Although Ginkgo biloba L. have been traditionally used to improve
mental functions in China since the most ancient times, a systematic analysis of this plant only began in Europe in the last decades (1).
Often defined as a “living fossil”, the Ginkgo biloba tree is the only survivor of a genus originated 150 millions years ago. It derives its name from a wrong transcription of the Japanese Yin-Kwo, meaning “silver fruit”.
In an extensive review by DeFeudis (2) in 1991,Ginkgo biloba is describred as “polyvalent”, as its action is due to the combined activity of several actives.
The major application for the standardized Ginkgo biloba leaves extract concern cerebral insufficiency and peripheral vascular disorders (1).
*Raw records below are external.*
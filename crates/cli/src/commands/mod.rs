pub mod chat;
pub mod doctor;
pub mod history;
pub mod init;
pub mod tools;

use offerdesk_config::AppConfig;

/// Load the config, with a readable error.
pub fn load_config() -> Result<AppConfig, Box<dyn std::error::Error>> {
    Ok(AppConfig::load().map_err(|e| format!("Failed to load config: {e}"))?)
}
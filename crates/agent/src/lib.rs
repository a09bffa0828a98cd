//! The conversation orchestrator: the heart of OfferDesk.
//!
//! For each inbound user message the orchestrator follows a bounded
//! **Request → Dispatch → Append** cycle:
//!
//! 1. **Format** the user's recent history for the model
//! 2. **Request** the model with that history, the system instruction and
//!    the tool catalog
//! 3. **If calls**: dispatch them; a tool reply ends the turn immediately,
//!    otherwise the results are appended and the model is asked again
//! 4. **If text**: persist it and return it to the caller
//!
//! The loop gives up after `max_rounds` model calls.

pub mod history;
pub mod instruction;
pub mod orchestrator;
#[cfg(any(test, feature = "testing"))]
pub mod testing;

pub use history::HistoryFormatter;
pub use instruction::{OfferContextInstruction, StaticInstruction, SystemInstruction};
pub use orchestrator::{FailureKind, Orchestrator, Reply, RoundState, TurnError, TurnOutcome};
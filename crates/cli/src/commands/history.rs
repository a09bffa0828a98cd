//! `offerdesk history`: Show a user's stored turns.

use offerdesk_core::message::{Role, Turn, UserId};
use offerdesk_core::store::ConversationStore;

pub async fn run(user: String, limit: usize) -> Result<(), Box<dyn std::error::Error>> {
    let config = super::load_config()?;
    let stores = offerdesk_store::open(&config.store).await?;
    let user = UserId::new(user);

    let turns = stores.conversations.load_recent_turns(&user, limit).await?;
    if turns.is_empty() {
        println!("No turns stored for {user}.");
        return Ok(());
    }

    for turn in &turns {
        println!("{}", render(turn));
    }
    Ok(())
}

fn render(turn: &Turn) -> String {
    let who = match (turn.role, turn.by_operator) {
        (Role::User, _) => "user",
        (Role::Assistant, true) => "operator",
        (Role::Assistant, false) => "desk",
    };
    let mut line = format!(
        "{} {:<8} {}",
        turn.created_at.format("%Y-%m-%d %H:%M:%S"),
        who,
        turn.content.as_deref().unwrap_or("")
    );
    if let Some(file) = &turn.attachment {
        line.push_str(&format!(" [file {file}]"));
    }
    if turn.off_policy {
        line.push_str(" (off-policy)");
    }
    line
}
The term “cerebral insufficiency” indicates a collection of signs concerning the cerebral functions, such as impairment of short term memory, confusion, change in social behavior, lack of initiative, affective and somatic troubles. These symptoms may be associated with impaired cerebral circulation and ageing.
- Van Beek T.A., Bombardelli E., Morazzoni P., Peterlongo F., Fitoterapia LXIX (3) 193-244 (1998).
- DeFeudis F.V., “Ginkgo biloba extract: pharmacological activities and clinical applications”, Elsevier (1991).